Deploy your first customer portal →
SuitePortal/NetSuite ORM

NetSuite Setup

Step-by-step guide to configuring Token-Based Authentication or OAuth 2.0 M2M in NetSuite for SuitePortal.

SuitePortal supports two authentication methods. Choose one based on your needs:

MethodWhen to Use
Token-Based Auth (TBA)Quick setup, existing integrations
OAuth 2.0 M2MCertificate-based, no user tokens, recommended for new integrations

Both methods require enabling a few shared features in NetSuite first.

Shared Prerequisites

Enable Required Features

Navigate to Setup > Company > Enable Features > SuiteCloud and enable:

FeatureRequiredWhy
REST Web ServicesYesSuitePortal uses the REST Record API for mutations and metadata
SuiteQLYesSuitePortal queries NetSuite using SuiteQL
SuiteScriptRecommendedRequired if you plan to use suiteportal pull to download SuiteScript files

Save the page after enabling these features.

After a sandbox refresh, these features may be reset. If you get unexpected authentication errors after a refresh, verify they are still enabled.

Create a Role with Required Permissions

The role assigned to your integration must have specific permissions. You can use an existing role or create a new one.

Navigate to Setup > Users/Roles > Manage Roles and edit your role (or create a new one). Under the Permissions subtab, add these:

Setup tab:

PermissionLevel
Log in using Access TokensFull
REST Web ServicesFull

Reports tab:

PermissionLevel
SuiteQLFull

The REST Web Services permission is critical. Without it, all API calls will return 401 Unauthorized with an INVALID_LOGIN error — even if your credentials are correct.

You may also want to add permissions for the specific record types you plan to query (e.g., Customers, Sales Orders, etc.) under the Transactions, Lists, and Custom Record tabs.

Find Your Account ID

Find your account ID at Setup > Company > Company Information. The Account ID field shows your account identifier.

.env
NETSUITE_ACCOUNT_ID=1234567_SB1

Sandbox accounts include a suffix like _SB1. SuitePortal accepts both underscore and hyphen formats (1234567_SB1 or 1234567-sb1) and normalizes automatically.

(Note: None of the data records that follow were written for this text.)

use anyhow::{bail, ensure, Context, Result};
use reqwest::{Client, Url};
use tracing::info;

pub const DEFAULT_MAX_DOCUMENT_BYTES: usize = 64 * 1024 * 1024;

/// Only plain http(s) documents are fetched.
pub fn document_url(raw: &str) -> Result<Url> {
    let url = Url::parse(raw.trim()).with_context(|| format!("invalid document url: {raw}"))?;
    ensure!(
        matches!(url.scheme(), "http" | "https"),
        "unsupported url scheme: {}",
        url.scheme()
    );
    Ok(url)
}

/// Download a document, refusing bodies over `max_bytes`.
///
/// A declared `Content-Length` over the limit fails before the body is read;
/// otherwise the body is read chunk by chunk and cut off at the limit.
pub async fn fetch_document(http: &Client, url: Url, max_bytes: usize) -> Result<String> {
    let mut res = http
        .get(url.clone())
        .send()
        .await
        .with_context(|| format!("fetch {url}"))?;

    if !res.status().is_success() {
        let status = res.status();
        bail!("document fetch failed: {status}");
    }
    check_declared_length(res.content_length(), max_bytes)?;

    let mut body = Vec::new();
    while let Some(chunk) = res.chunk().await.context("read document body")? {
        append_capped(&mut body, &chunk, max_bytes)?;
    }
    let body = String::from_utf8(body).context("document body is not UTF-8")?;
    info!(%url, bytes = body.len(), "fetched document");
    Ok(body)
}

fn check_declared_length(declared: Option<u64>, max_bytes: usize) -> Result<()> {
    if let Some(len) = declared {
        ensure!(
            len <= max_bytes as u64,
            "document too large: {len} bytes (limit {max_bytes})"
        );
    }
    Ok(())
}

fn append_capped(body: &mut Vec<u8>, chunk: &[u8], max_bytes: usize) -> Result<()> {
    ensure!(
        body.len() + chunk.len() <= max_bytes,
        "document too large: over {max_bytes} bytes"
    );
    body.extend_from_slice(chunk);
    Ok(())
}

#[cfg(test)]
mod tests {
    use super::*;
    use axum::{routing::get, Router};

    async fn serve(body: &'static str) -> Url {
        let listener = tokio::net::TcpListener::bind("127.0.0.1:0").await.unwrap();
        let addr = listener.local_addr().unwrap();
        let app = Router::new().route("/doc", get(move || async move { body }));
        tokio::spawn(async move { axum::serve(listener, app).await.unwrap() });
        Url::parse(&format!("http://{addr}/doc")).unwrap()
    }

    fn client() -> Client {
        Client::builder().no_proxy().build().unwrap()
    }

    #[test]
    fn accepts_http_and_https() {
        assert!(document_url("https://bucket.example.com/export.json").is_ok());
        assert!(document_url(" http://localhost:9000/logs.ndjson ").is_ok());
    }

    #[test]
    fn rejects_other_schemes_and_garbage() {
        let err = document_url("file:///etc/passwd").unwrap_err();
        assert!(err.to_string().contains("unsupported url scheme"));
        assert!(document_url("not a url").is_err());
    }

    #[test]
    fn declared_length_over_the_limit_fails() {
        assert!(check_declared_length(None, 10).is_ok());
        assert!(check_declared_length(Some(10), 10).is_ok());
        let err = check_declared_length(Some(11), 10).unwrap_err();
        assert!(err.to_string().contains("document too large"));
    }

    #[test]
    fn streamed_body_is_cut_off_at_the_limit() {
        let mut body = Vec::new();
        append_capped(&mut body, b"12345", 8).unwrap();
        append_capped(&mut body, b"678", 8).unwrap();
        assert_eq!(body, b"12345678");

        let err = append_capped(&mut body, b"9", 8).unwrap_err();
        assert!(err.to_string().contains("document too large"));
        assert_eq!(body.len(), 8);
    }

    #[tokio::test]
    async fn fetches_within_the_limit() {
        let url = serve(r#"{"ts": 1704067200}"#).await;
        let body = fetch_document(&client(), url, 1024).await.unwrap();
        assert_eq!(body, r#"{"ts": 1704067200}"#);
    }

    #[tokio::test]
    async fn oversized_documents_are_refused() {
        let url = serve(r#"{"ts": 1704067200}"#).await;
        let err = fetch_document(&client(), url, 8).await.unwrap_err();
        assert!(err.to_string().contains("document too large"));
    }
}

Now follow the setup for your chosen authentication method:

Token-Based Authentication (TBA)

TBA uses OAuth 1.0a. You'll create an integration record and an access token.

Enable TBA Feature

Navigate to Setup > Company > Enable Features > SuiteCloud and enable:

FeatureRequired
Token-Based AuthenticationYes

Create an Integration Record

Navigate to Setup > Integration > Manage Integrations > New.

FieldValue
NameSuitePortal (or any name you prefer)
StateEnabled
Token-Based AuthenticationChecked

Click Save. NetSuite will display your Consumer Key and Consumer Secret. Copy both immediately — they are only shown once.

.env
NETSUITE_CONSUMER_KEY=your_consumer_key_here
NETSUITE_CONSUMER_SECRET=your_consumer_secret_here

If you reset the consumer credentials later, all existing access tokens for this integration are invalidated. You must create a new access token after resetting.

Create an Access Token

Navigate to Setup > Users/Roles > Access Tokens > New.

FieldValue
ApplicationSelect the integration you created (e.g., SuitePortal)
UserYour NetSuite user
RoleThe role with the permissions above

Click Save. NetSuite will display your Token ID and Token Secret. Copy both immediately — they are only shown once.

.env
NETSUITE_TOKEN_ID=your_token_id_here
NETSUITE_TOKEN_SECRET=your_token_secret_here

Complete .env for TBA

.env
NETSUITE_AUTH_TYPE=tba
NETSUITE_ACCOUNT_ID=1234567_SB1
NETSUITE_CONSUMER_KEY=abc123...
NETSUITE_CONSUMER_SECRET=def456...
NETSUITE_TOKEN_ID=ghi789...
NETSUITE_TOKEN_SECRET=jkl012...

OAuth 2.0 Machine-to-Machine (M2M)

OAuth 2.0 M2M uses the Client Credentials grant with a JWT signed by your private key. No user-specific tokens are needed — identity is determined by the certificate mapping in NetSuite.

Generate a Key Pair

Create an EC P-256 key pair on your local machine. This is the recommended algorithm — you can also use EC P-384, EC P-521, or RSA-PSS (3072+ bit).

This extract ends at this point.